Si bien no lo hizo, la modelo fue una de las pocas que siguió visitando al artista en el Castillo de Púbol y luego en la Torre Galatea, a donde se mudó tras la muerte de Gala en junio del 82. Solo, enfermo y recluido, se negaba a tomar la medicación y a comer, era alimentado por sonda y arañaba a las enfermeras. “Lo vi por última vez en 1983 y me dejó una imagen patética y trágica: rodeado de manos rapaces que, con la excusa de protegerlo, lo habían aislado del mundo y de sus amigos”, cuenta Lear en sus memorias. El pintor la recibió a oscuras; aquella mente brillante ya estaba en otro mundo.

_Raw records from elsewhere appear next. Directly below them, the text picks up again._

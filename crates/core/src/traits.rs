//! Collaborator traits for tesseract components
//!
//! The engine never touches the process environment, the terminal, or the
//! disk directly. It talks to these traits instead, which keeps the core
//! algorithm callable from tests (and embeddable in other tools) with
//! in-memory substitutes.

use crate::Result;
use crate::logger::{LogLevel, LogOptions};
use std::path::Path;

/// Logging sink interface
///
/// Four severity-leveled write operations, each accepting a message plus
/// free-form additional values rendered after it, and a getter/setter for
/// the formatting options.
///
/// # Examples
///
/// ```ignore
/// fn announce(logger: &dyn Logger) {
///     logger.info("Configuration loaded", &[]);
///     logger.error("Command failed", &[serde_json::json!({"code": 500})]);
/// }
/// ```
pub trait Logger {
    /// Write a message at the given level
    fn log(&self, level: LogLevel, message: &str, values: &[serde_json::Value]);

    /// Write a debug-level message
    fn debug(&self, message: &str, values: &[serde_json::Value]) {
        self.log(LogLevel::Debug, message, values);
    }

    /// Write an info-level message
    fn info(&self, message: &str, values: &[serde_json::Value]) {
        self.log(LogLevel::Info, message, values);
    }

    /// Write a warning-level message
    fn warning(&self, message: &str, values: &[serde_json::Value]) {
        self.log(LogLevel::Warning, message, values);
    }

    /// Write an error-level message
    fn error(&self, message: &str, values: &[serde_json::Value]) {
        self.log(LogLevel::Error, message, values);
    }

    /// Replace the formatting options
    fn set_options(&mut self, options: LogOptions);

    /// Get the current formatting options
    fn options(&self) -> LogOptions;
}

/// Filesystem interface
///
/// The four operations the engine needs: read a file, write a file, check
/// existence, create a directory recursively.
pub trait FileSystem {
    /// Read the full text content of a file
    fn read_to_string(&self, path: &Path) -> Result<String>;

    /// Write text content to a file, overwriting any existing file
    fn write(&self, path: &Path, contents: &str) -> Result<()>;

    /// Check whether a path exists
    fn exists(&self, path: &Path) -> bool;

    /// Create a directory and all intermediate segments (idempotent)
    fn create_dir_all(&self, path: &Path) -> Result<()>;
}
//! Placeholder transforms
//!
//! A fixed registry of named pure string transforms applicable inside a
//! placeholder (`{key|transform}`). Names are case-sensitive literals;
//! unrecognized names return the value unchanged.

/// Apply a named transform to a value
///
/// | name | effect |
/// |---|---|
/// | `lower` | lowercase the entire string |
/// | `upper` | uppercase the entire string |
/// | `capitalize` | uppercase the first character only |
/// | `snake` | replace every space with `_` |
/// | `camelToSnake` | `helloWorld` → `hello_world` |
/// | anything else | identity |
#[must_use]
pub fn apply(value: &str, name: &str) -> String {
    match name {
        "lower" => value.to_lowercase(),
        "upper" => value.to_uppercase(),
        "capitalize" => capitalize(value),
        "snake" => value.replace(' ', "_"),
        "camelToSnake" => camel_to_snake(value),
        _ => value.to_string(),
    }
}

/// Uppercase the first character, leaving the rest unchanged
#[must_use]
pub fn capitalize(value: &str) -> String {
    let mut chars = value.chars();
    match chars.next() {
        None => String::new(),
        Some(first) => first.to_uppercase().chain(chars).collect(),
    }
}

/// Convert a camelCase or PascalCase string to snake_case
///
/// Inserts `_` before every ASCII uppercase letter, lowercases the whole
/// string, then strips a single leading `_` if present.
#[must_use]
pub fn camel_to_snake(value: &str) -> String {
    let mut out = String::with_capacity(value.len() + 4);
    for c in value.chars() {
        if c.is_ascii_uppercase() {
            out.push('_');
            out.push(c.to_ascii_lowercase());
        } else {
            out.extend(c.to_lowercase());
        }
    }
    match out.strip_prefix('_') {
        Some(stripped) => stripped.to_string(),
        None => out,
    }
}
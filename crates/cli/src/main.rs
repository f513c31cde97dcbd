//! Tesseract CLI application entry point
//!
//! This is the minimal main entry point that delegates to the library.

use clap::Parser;

fn main() {
    // Configure miette for terminal error reporting
    miette::set_hook(Box::new(|_| {
        Box::new(
            miette::MietteHandlerOpts::new()
                .terminal_links(false)
                .unicode(true)
                .context_lines(2)
                .tab_width(4)
                .build(),
        )
    }))
    .ok();

    let cli = tesseract::Cli::parse();

    if let Err(e) = tesseract::run(cli) {
        let report = miette::Report::msg(format!("{e:#}"));
        eprintln!("{report:?}");
        std::process::exit(1);
    }
}
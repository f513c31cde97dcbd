//! Console logger
//!
//! Default implementation of the [`Logger`](crate::Logger) trait: leveled,
//! optionally colored terminal output with an RFC 3339 timestamp prefix.
//! Debug and info messages go to stdout, warnings and errors to stderr.

use crate::traits::Logger;
use chrono::{SecondsFormat, Utc};
use nu_ansi_term::{Color, Style};

/// Log severity levels, lowest first
#[derive(Debug, Clone, Copy, PartialEq, Eq, PartialOrd, Ord)]
pub enum LogLevel {
    /// Diagnostic detail
    Debug,
    /// Normal progress
    Info,
    /// Recoverable problems
    Warning,
    /// Fatal conditions
    Error,
}

impl LogLevel {
    /// Uppercase label used in rendered output
    #[must_use]
    pub fn label(self) -> &'static str {
        match self {
            Self::Debug => "DEBUG",
            Self::Info => "INFO",
            Self::Warning => "WARNING",
            Self::Error => "ERROR",
        }
    }

    fn color(self) -> Color {
        match self {
            Self::Debug => Color::Cyan,
            Self::Info => Color::Green,
            Self::Warning => Color::Yellow,
            Self::Error => Color::Red,
        }
    }
}

/// Formatting options for rendered log lines
///
/// All options default to enabled.
#[derive(Debug, Clone, Copy, PartialEq, Eq)]
pub struct LogOptions {
    /// Include a `[<RFC 3339>]` timestamp prefix
    pub timestamp: bool,
    /// Include the severity label
    pub level: bool,
    /// Apply ANSI coloring
    pub color: bool,
}

impl Default for LogOptions {
    fn default() -> Self {
        Self {
            timestamp: true,
            level: true,
            color: true,
        }
    }
}

/// Terminal logger with configurable formatting
pub struct ConsoleLogger {
    options: LogOptions,
    min_level: LogLevel,
}

impl Default for ConsoleLogger {
    fn default() -> Self {
        Self::new(LogOptions::default())
    }
}

impl ConsoleLogger {
    /// Create a logger with the given formatting options
    #[must_use]
    pub fn new(options: LogOptions) -> Self {
        Self {
            options,
            min_level: LogLevel::Debug,
        }
    }

    /// Suppress messages below `level`
    ///
    /// Filtering is a property of this implementation, not of the
    /// [`Logger`] contract; formatting options never affect which
    /// messages are emitted.
    #[must_use]
    pub fn with_min_level(mut self, level: LogLevel) -> Self {
        self.min_level = level;
        self
    }

    /// Render a log line without writing it
    #[must_use]
    pub fn format(&self, level: LogLevel, message: &str, values: &[serde_json::Value]) -> String {
        let mut line = String::new();

        if self.options.timestamp {
            let stamp = format!(
                "[{}]",
                Utc::now().to_rfc3339_opts(SecondsFormat::Millis, true)
            );
            if self.options.color {
                line.push_str(&Style::new().dimmed().paint(stamp).to_string());
            } else {
                line.push_str(&stamp);
            }
            line.push(' ');
        }

        if self.options.level {
            let label = format!("{:<7}", level.label());
            if self.options.color {
                line.push_str(&level.color().bold().paint(label).to_string());
            } else {
                line.push_str(&label);
            }
            line.push(' ');
        }

        line.push_str(message);

        for value in values {
            line.push(' ');
            line.push_str(&render_value(value));
        }

        line
    }
}

/// Render an additional value: scalars inline, structures as pretty JSON
fn render_value(value: &serde_json::Value) -> String {
    match value {
        serde_json::Value::String(s) => s.clone(),
        serde_json::Value::Object(_) | serde_json::Value::Array(_) => {
            serde_json::to_string_pretty(value).unwrap_or_else(|_| value.to_string())
        }
        other => other.to_string(),
    }
}

impl Logger for ConsoleLogger {
    fn log(&self, level: LogLevel, message: &str, values: &[serde_json::Value]) {
        if level < self.min_level {
            return;
        }
        let line = self.format(level, message, values);
        match level {
            LogLevel::Debug | LogLevel::Info => println!("{line}"),
            LogLevel::Warning | LogLevel::Error => eprintln!("{line}"),
        }
    }

    fn set_options(&mut self, options: LogOptions) {
        self.options = options;
    }

    fn options(&self) -> LogOptions {
        self.options
    }
}

#[cfg(test)]
mod tests {
    #![allow(clippy::unwrap_used)]
    use super::*;
    use serde_json::json;

    fn plain() -> ConsoleLogger {
        ConsoleLogger::new(LogOptions {
            timestamp: false,
            level: false,
            color: false,
        })
    }

    #[test]
    fn test_plain_format_is_just_the_message() {
        let logger = plain();
        assert_eq!(logger.format(LogLevel::Info, "hello", &[]), "hello");
    }

    #[test]
    fn test_level_label_is_padded() {
        let logger = ConsoleLogger::new(LogOptions {
            timestamp: false,
            level: true,
            color: false,
        });
        assert_eq!(logger.format(LogLevel::Info, "x", &[]), "INFO    x");
        assert_eq!(logger.format(LogLevel::Warning, "x", &[]), "WARNING x");
    }

    #[test]
    fn test_timestamp_prefix_present_when_enabled() {
        let logger = ConsoleLogger::new(LogOptions {
            timestamp: true,
            level: false,
            color: false,
        });
        let line = logger.format(LogLevel::Debug, "x", &[]);
        assert!(line.starts_with('['));
        assert!(line.ends_with("] x"));
    }

    #[test]
    fn test_scalar_values_render_inline() {
        let logger = plain();
        let line = logger.format(LogLevel::Info, "count:", &[json!(3), json!("items")]);
        assert_eq!(line, "count: 3 items");
    }

    #[test]
    fn test_object_values_render_as_pretty_json() {
        let logger = plain();
        let line = logger.format(LogLevel::Error, "failed", &[json!({"code": 500})]);
        assert!(line.contains("\"code\": 500"));
    }

    #[test]
    fn test_options_roundtrip() {
        let mut logger = ConsoleLogger::default();
        assert_eq!(logger.options(), LogOptions::default());
        let custom = LogOptions {
            timestamp: false,
            level: true,
            color: false,
        };
        logger.set_options(custom);
        assert_eq!(logger.options(), custom);
    }

    #[test]
    fn test_color_codes_only_when_enabled() {
        let colored = ConsoleLogger::new(LogOptions {
            timestamp: false,
            level: true,
            color: true,
        });
        assert!(colored.format(LogLevel::Error, "x", &[]).contains("\x1b["));
        assert!(!plain().format(LogLevel::Error, "x", &[]).contains("\x1b["));
    }
}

Murió el 23 de enero de 1989. Por 84 años había llevado una máscara: hasta pidió ser enterrado con su bigote característico perfectamente peinado. Si Orwell decía que el valor de su autobiografía era mostrar cuán perverso había deseado ser, más allá de cualquier fantasía, su obra permanece como legado tangible de la búsqueda de huir de la realidad que lo convirtió en uno de los grandes genios de la historia del siglo XX.